Task statement: Lines from the line with "processed indicator files" to the line with "pub enum SourceFormat" in the entries below, and only those, must be output exactly, with both ends included.

(Records contained in a dataset)

══════════

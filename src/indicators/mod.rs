//! Indicator datasets: records, keyed tables, loaders and index derivation

mod table;
mod housing;
mod sewer;
pub mod loader;

pub use table::{CodeTable, DistrictTable, ProvinceTable, StationTable};
pub use housing::{HousingComponents, derive_housing_index};
pub use sewer::{SewerComponents, SewerDerivation, derive_sewer_index};
pub use loader::{IndicatorTables, LoadReport};

use serde::{Deserialize, Serialize};

use crate::grading::Grade;

/// The four independently sourced vulnerability measures
#[derive(Debug, Clone, Copy, PartialEq, Eq, Hash, PartialOrd, Ord, Serialize, Deserialize)]
#[serde(rename_all = "snake_case")]
pub enum Indicator {
    Housing,
    Sewer,
    Social,
    Rainfall,
}

impl Indicator {
    pub const ALL: [Indicator; 4] = [
        Indicator::Housing,
        Indicator::Sewer,
        Indicator::Social,
        Indicator::Rainfall,
    ];

    /// Name used in output property keys and file names
    pub fn name(&self) -> &'static str {
        match self {
            Indicator::Housing => "housing",
            Indicator::Sewer => "sewer",
            Indicator::Social => "social",
            Indicator::Rainfall => "rainfall",
        }
    }
}

impl std::fmt::Display for Indicator {
    fn fmt(&self, f: &mut std::fmt::Formatter<'_>) -> std::fmt::Result {
        f.write_str(self.name())
    }
}

/// Lookup key of a source row; the shape differs per indicator
#[derive(Debug, Clone, PartialEq, Eq, Serialize, Deserialize)]
pub enum RecordKey {
    Province(String),
    District { province: String, district: String },
    AdminCode(String),
    Station(String),
}

impl RecordKey {
    /// District component of a (province, district) key
    pub fn district(&self) -> Option<&str> {
        match self {
            RecordKey::District { district, .. } => Some(district),
            _ => None,
        }
    }
}

/// One source row after grading
#[derive(Debug, Clone, PartialEq, Serialize, Deserialize)]
pub struct IndicatorRecord {
    pub key: RecordKey,

    /// Canonical province of the row, when the source carries one
    pub province: Option<String>,

    /// Indicator value on the 0-100 scale
    pub raw_value: f64,

    pub grade: Grade,
}

/// Values outside 0..=100 (or NaN) are excluded at ingestion
pub fn in_value_domain(value: f64) -> bool {
    (0.0..=100.0).contains(&value)
}
//! CSV-based indicator loaders
//!
//! Every loader has a path-based entry point and a reader-based variant.
//! Rows whose value is missing or outside 0-100 are dropped and counted in
//! the returned `LoadReport`; only structural read failures are errors.

use std::fs::File;
use std::io::Read;
use std::path::{Path, PathBuf};

use log::{info, warn};
use serde::de::DeserializeOwned;
use serde::{Deserialize, Serialize};

use super::housing::{HousingComponents, derive_housing_index};
use super::sewer::{SewerComponents, derive_sewer_index};
use super::{CodeTable, DistrictTable, Indicator, ProvinceTable, StationTable, in_value_domain};
use crate::error::{IndexError, Result};
use crate::grading::GradeScales;
use crate::stats::parse_value;

/// Default directory for processed indicator files
pub const DEFAULT_DATA_PATH: &str = "data/processed";

/// Shape of a housing or sewer source file
#[derive(Debug, Clone, Copy, PartialEq, Eq, Default, Serialize, Deserialize)]
#[serde(rename_all = "snake_case")]
pub enum SourceFormat {
    /// Precomputed 0-100 index per key
    #[default]
    Index,
    /// Raw components from which the index is derived
    Components,
}

/// Location and shape of one indicator source
#[derive(Debug, Clone, PartialEq, Serialize, Deserialize)]
pub struct IndicatorSource {
    pub path: PathBuf,
    #[serde(default)]
    pub format: SourceFormat,
}

impl IndicatorSource {
    pub fn index(path: impl Into<PathBuf>) -> Self {
        Self { path: path.into(), format: SourceFormat::Index }
    }
}

/// Ingestion counters for one source file
#[derive(Debug, Clone, PartialEq, Eq, Serialize)]
pub struct LoadReport {
    pub indicator: Indicator,
    pub source: String,
    pub total_rows: usize,
    pub kept_rows: usize,
    /// Missing or unparsable value
    pub incomplete: usize,
    /// Value outside 0-100, or implausible component data
    pub out_of_range: usize,
    pub duplicates: usize,
}

impl LoadReport {
    fn new(indicator: Indicator, origin: &Path) -> Self {
        Self {
            indicator,
            source: origin.display().to_string(),
            total_rows: 0,
            kept_rows: 0,
            incomplete: 0,
            out_of_range: 0,
            duplicates: 0,
        }
    }

    fn log(&self) {
        info!(
            "{} source {}: {} rows read, {} kept",
            self.indicator, self.source, self.total_rows, self.kept_rows
        );
        let dropped = self.incomplete + self.out_of_range + self.duplicates;
        if dropped > 0 {
            warn!(
                "{} source {}: dropped {} incomplete, {} out of range, {} duplicate rows",
                self.indicator, self.source, self.incomplete, self.out_of_range, self.duplicates
            );
        }
    }
}

#[derive(Debug, Deserialize)]
struct HousingIndexRow {
    #[serde(alias = "지역")]
    region: String,
    #[serde(default, alias = "주거취약지수")]
    vulnerability_normalized: Option<String>,
}

#[derive(Debug, Deserialize)]
struct SewerIndexRow {
    #[serde(alias = "시도")]
    province: String,
    #[serde(alias = "행정구역명")]
    district: String,
    #[serde(default, alias = "하수도_인프라_지수")]
    sewer_index: Option<String>,
}

#[derive(Debug, Deserialize)]
struct SocialRow {
    #[serde(alias = "행정동코드")]
    admin_code: String,
    #[serde(default, alias = "시도명")]
    province: Option<String>,
    #[serde(default, alias = "사회취약지수")]
    social_index: Option<String>,
}

#[derive(Debug, Deserialize)]
struct RainfallRow {
    #[serde(alias = "지점정보")]
    station: String,
    #[serde(default, alias = "백분위(강수량 0.5, 호우 * 0.5)")]
    rainfall_percentile: Option<String>,
}

fn read_rows<T: DeserializeOwned, R: Read>(reader: R, origin: &Path) -> Result<Vec<T>> {
    let mut csv_reader = csv::ReaderBuilder::new()
        .flexible(true)
        .trim(csv::Trim::All)
        .from_reader(reader);
    let mut rows = Vec::new();
    for result in csv_reader.deserialize() {
        let row: T = result.map_err(|e| IndexError::csv(origin, e))?;
        rows.push(row);
    }
    Ok(rows)
}

fn open(path: &Path) -> Result<File> {
    File::open(path).map_err(|e| IndexError::io(path, e))
}

/// Parse a value and check its domain, counting rejects in `report`
fn checked_value(raw: Option<&str>, report: &mut LoadReport) -> Option<f64> {
    match parse_value(raw) {
        None => {
            report.incomplete += 1;
            None
        }
        Some(v) if !in_value_domain(v) => {
            report.out_of_range += 1;
            None
        }
        Some(v) => Some(v),
    }
}

/// Housing table from a source of either format
pub fn load_housing(source: &IndicatorSource, scales: &GradeScales) -> Result<(ProvinceTable, LoadReport)> {
    let file = open(&source.path)?;
    match source.format {
        SourceFormat::Index => housing_index_from_reader(file, &source.path, scales),
        SourceFormat::Components => housing_components_from_reader(file, &source.path, scales),
    }
}

pub fn housing_index_from_reader<R: Read>(
    reader: R,
    origin: &Path,
    scales: &GradeScales,
) -> Result<(ProvinceTable, LoadReport)> {
    let rows: Vec<HousingIndexRow> = read_rows(reader, origin)?;
    let mut report = LoadReport::new(Indicator::Housing, origin);
    report.total_rows = rows.len();

    let mut kept = Vec::with_capacity(rows.len());
    for row in rows {
        if let Some(value) = checked_value(row.vulnerability_normalized.as_deref(), &mut report) {
            kept.push((row.region, value));
        }
    }

    Ok(finish_province(kept, report, scales))
}

pub fn housing_components_from_reader<R: Read>(
    reader: R,
    origin: &Path,
    scales: &GradeScales,
) -> Result<(ProvinceTable, LoadReport)> {
    let rows: Vec<HousingComponents> = read_rows(reader, origin)?;
    let mut report = LoadReport::new(Indicator::Housing, origin);
    report.total_rows = rows.len();

    let (derived, incomplete) = derive_housing_index(&rows);
    report.incomplete = incomplete;

    Ok(finish_province(derived, report, scales))
}

fn finish_province(
    rows: Vec<(String, f64)>,
    mut report: LoadReport,
    scales: &GradeScales,
) -> (ProvinceTable, LoadReport) {
    let table = ProvinceTable::from_rows(rows, &scales.housing);
    report.duplicates += table.duplicates();
    report.kept_rows = table.len();
    report.log();
    (table, report)
}

/// Sewer table from a source of either format
pub fn load_sewer(source: &IndicatorSource, scales: &GradeScales) -> Result<(DistrictTable, LoadReport)> {
    let file = open(&source.path)?;
    match source.format {
        SourceFormat::Index => sewer_index_from_reader(file, &source.path, scales),
        SourceFormat::Components => sewer_components_from_reader(file, &source.path, scales),
    }
}

pub fn sewer_index_from_reader<R: Read>(
    reader: R,
    origin: &Path,
    scales: &GradeScales,
) -> Result<(DistrictTable, LoadReport)> {
    let rows: Vec<SewerIndexRow> = read_rows(reader, origin)?;
    let mut report = LoadReport::new(Indicator::Sewer, origin);
    report.total_rows = rows.len();

    let mut kept = Vec::with_capacity(rows.len());
    for row in rows {
        if let Some(value) = checked_value(row.sewer_index.as_deref(), &mut report) {
            kept.push((row.province, row.district, value));
        }
    }

    Ok(finish_district(kept, report, scales))
}

pub fn sewer_components_from_reader<R: Read>(
    reader: R,
    origin: &Path,
    scales: &GradeScales,
) -> Result<(DistrictTable, LoadReport)> {
    let rows: Vec<SewerComponents> = read_rows(reader, origin)?;
    let mut report = LoadReport::new(Indicator::Sewer, origin);
    report.total_rows = rows.len();

    let derived = derive_sewer_index(&rows);
    report.incomplete = derived.incomplete;
    report.out_of_range = derived.out_of_range + derived.density_outliers;
    report.duplicates = derived.duplicates;

    Ok(finish_district(derived.rows, report, scales))
}

fn finish_district(
    rows: Vec<(String, String, f64)>,
    mut report: LoadReport,
    scales: &GradeScales,
) -> (DistrictTable, LoadReport) {
    let table = DistrictTable::from_rows(rows, &scales.sewer);
    report.duplicates += table.duplicates();
    report.kept_rows = table.len();
    report.log();
    (table, report)
}

/// Social vulnerability table keyed by administrative code
pub fn load_social(path: &Path, scales: &GradeScales) -> Result<(CodeTable, LoadReport)> {
    social_from_reader(open(path)?, path, scales)
}

pub fn social_from_reader<R: Read>(
    reader: R,
    origin: &Path,
    scales: &GradeScales,
) -> Result<(CodeTable, LoadReport)> {
    let rows: Vec<SocialRow> = read_rows(reader, origin)?;
    let mut report = LoadReport::new(Indicator::Social, origin);
    report.total_rows = rows.len();

    let mut kept = Vec::with_capacity(rows.len());
    for row in rows {
        if let Some(value) = checked_value(row.social_index.as_deref(), &mut report) {
            let province = row.province.filter(|p| !p.trim().is_empty());
            kept.push((row.admin_code, province, value));
        }
    }

    let table = CodeTable::from_rows(kept, &scales.social);
    report.duplicates += table.duplicates();
    report.kept_rows = table.len();
    report.log();
    Ok((table, report))
}

/// Rainfall percentile table keyed by station name
pub fn load_rainfall(path: &Path, scales: &GradeScales) -> Result<(StationTable, LoadReport)> {
    rainfall_from_reader(open(path)?, path, scales)
}

pub fn rainfall_from_reader<R: Read>(
    reader: R,
    origin: &Path,
    scales: &GradeScales,
) -> Result<(StationTable, LoadReport)> {
    let rows: Vec<RainfallRow> = read_rows(reader, origin)?;
    let mut report = LoadReport::new(Indicator::Rainfall, origin);
    report.total_rows = rows.len();

    let mut kept = Vec::with_capacity(rows.len());
    for row in rows {
        if let Some(value) = checked_value(row.rainfall_percentile.as_deref(), &mut report) {
            kept.push((row.station, value));
        }
    }

    let table = StationTable::from_rows(kept, &scales.rainfall);
    report.kept_rows = table.len();
    report.log();
    Ok((table, report))
}

/// All indicator tables for one batch, loaded once and read-only afterwards
#[derive(Debug, Clone, Default)]
pub struct IndicatorTables {
    pub housing: ProvinceTable,
    pub sewer: DistrictTable,
    pub social: CodeTable,
    /// Absent when the batch runs without rainfall data
    pub rainfall: Option<StationTable>,
    pub reports: Vec<LoadReport>,
}

impl IndicatorTables {
    /// Load every configured source. Any missing or unreadable file is fatal.
    pub fn load(
        housing: &IndicatorSource,
        sewer: &IndicatorSource,
        social: &Path,
        rainfall: Option<&Path>,
        scales: &GradeScales,
    ) -> Result<Self> {
        let (housing, housing_report) = load_housing(housing, scales)?;
        let (sewer, sewer_report) = load_sewer(sewer, scales)?;
        let (social, social_report) = load_social(social, scales)?;
        let mut reports = vec![housing_report, sewer_report, social_report];

        let rainfall = match rainfall {
            Some(path) => {
                let (table, report) = load_rainfall(path, scales)?;
                reports.push(report);
                Some(table)
            }
            None => None,
        };

        Ok(Self {
            housing,
            sewer,
            social,
            rainfall,
            reports,
        })
    }
}

#[cfg(test)]
mod tests {
    use super::*;

    fn origin() -> &'static Path {
        Path::new("test.csv")
    }

    #[test]
    fn test_housing_index_filters_domain() {
        let csv = "region,vulnerability_normalized\n\
                   서울,62.5\n\
                   부산광역시,140\n\
                   대구광역시,\n\
                   인천광역시,12\n";
        let (table, report) = housing_index_from_reader(csv.as_bytes(), origin(), &GradeScales::default()).unwrap();
        assert_eq!(report.total_rows, 4);
        assert_eq!(report.kept_rows, 2);
        assert_eq!(report.out_of_range, 1);
        assert_eq!(report.incomplete, 1);
        assert_eq!(table.get("서울특별시").unwrap().grade.level, 4);
    }

    #[test]
    fn test_korean_headers_accepted() {
        let csv = "시도,행정구역명,하수도_인프라_지수\n\
                   경기도,수원시 장안구,72.4\n\
                   경기도,수원시 장안구,10.0\n";
        let (table, report) = sewer_index_from_reader(csv.as_bytes(), origin(), &GradeScales::default()).unwrap();
        assert_eq!(table.len(), 1);
        assert_eq!(report.duplicates, 1);
        assert_eq!(table.get("경기도", "수원시 장안구").unwrap().grade.label, "medium");
    }

    #[test]
    fn test_sewer_components_source() {
        let csv = "province,district,population,area,installation_rate,public_treatment_rate,advanced_treatment_rate\n\
                   경기도,수원시 장안구,1000,10,90,80,70\n\
                   경기도,성남시 분당구,3000,10,50,50,50\n\
                   경기도,안양시 만안구,1000,10,120,50,50\n";
        let (table, report) = sewer_components_from_reader(csv.as_bytes(), origin(), &GradeScales::default()).unwrap();
        assert_eq!(table.len(), 2);
        assert_eq!(report.out_of_range, 1);
        assert!((table.get("경기도", "성남시 분당구").unwrap().raw_value - 60.0).abs() < 1e-9);
    }

    #[test]
    fn test_social_rows() {
        let csv = "admin_code,province,social_index\n\
                   1111053000,서울특별시,55\n\
                   11110540,,30\n";
        let (table, report) = social_from_reader(csv.as_bytes(), origin(), &GradeScales::default()).unwrap();
        assert_eq!(report.kept_rows, 2);
        assert_eq!(table.get("1111053000").unwrap().province.as_deref(), Some("서울특별시"));
        assert_eq!(table.get("11110540").unwrap().province, None);
    }

    #[test]
    fn test_rainfall_rows() {
        let csv = "station,rainfall_percentile\n서울(108),45\n부산(159),81\n";
        let (table, _) = rainfall_from_reader(csv.as_bytes(), origin(), &GradeScales::default()).unwrap();
        assert_eq!(table.len(), 2);
        assert_eq!(table.records()[1].grade.level, 4);
    }

    #[test]
    fn test_missing_required_column_is_fatal() {
        let csv = "name,value\n서울,10\n";
        let err = housing_index_from_reader(csv.as_bytes(), origin(), &GradeScales::default()).unwrap_err();
        assert!(matches!(err, IndexError::Csv { .. }));
    }

    #[test]
    fn test_missing_file_reports_path() {
        let source = IndicatorSource::index("no/such/housing.csv");
        let err = load_housing(&source, &GradeScales::default()).unwrap_err();
        assert!(err.to_string().contains("no/such/housing.csv"));
    }
}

══════════

The answer:
/// Default directory for processed indicator files
pub const DEFAULT_DATA_PATH: &str = "data/processed";

/// Shape of a housing or sewer source file
#[derive(Debug, Clone, Copy, PartialEq, Eq, Default, Serialize, Deserialize)]
#[serde(rename_all = "snake_case")]
pub enum SourceFormat {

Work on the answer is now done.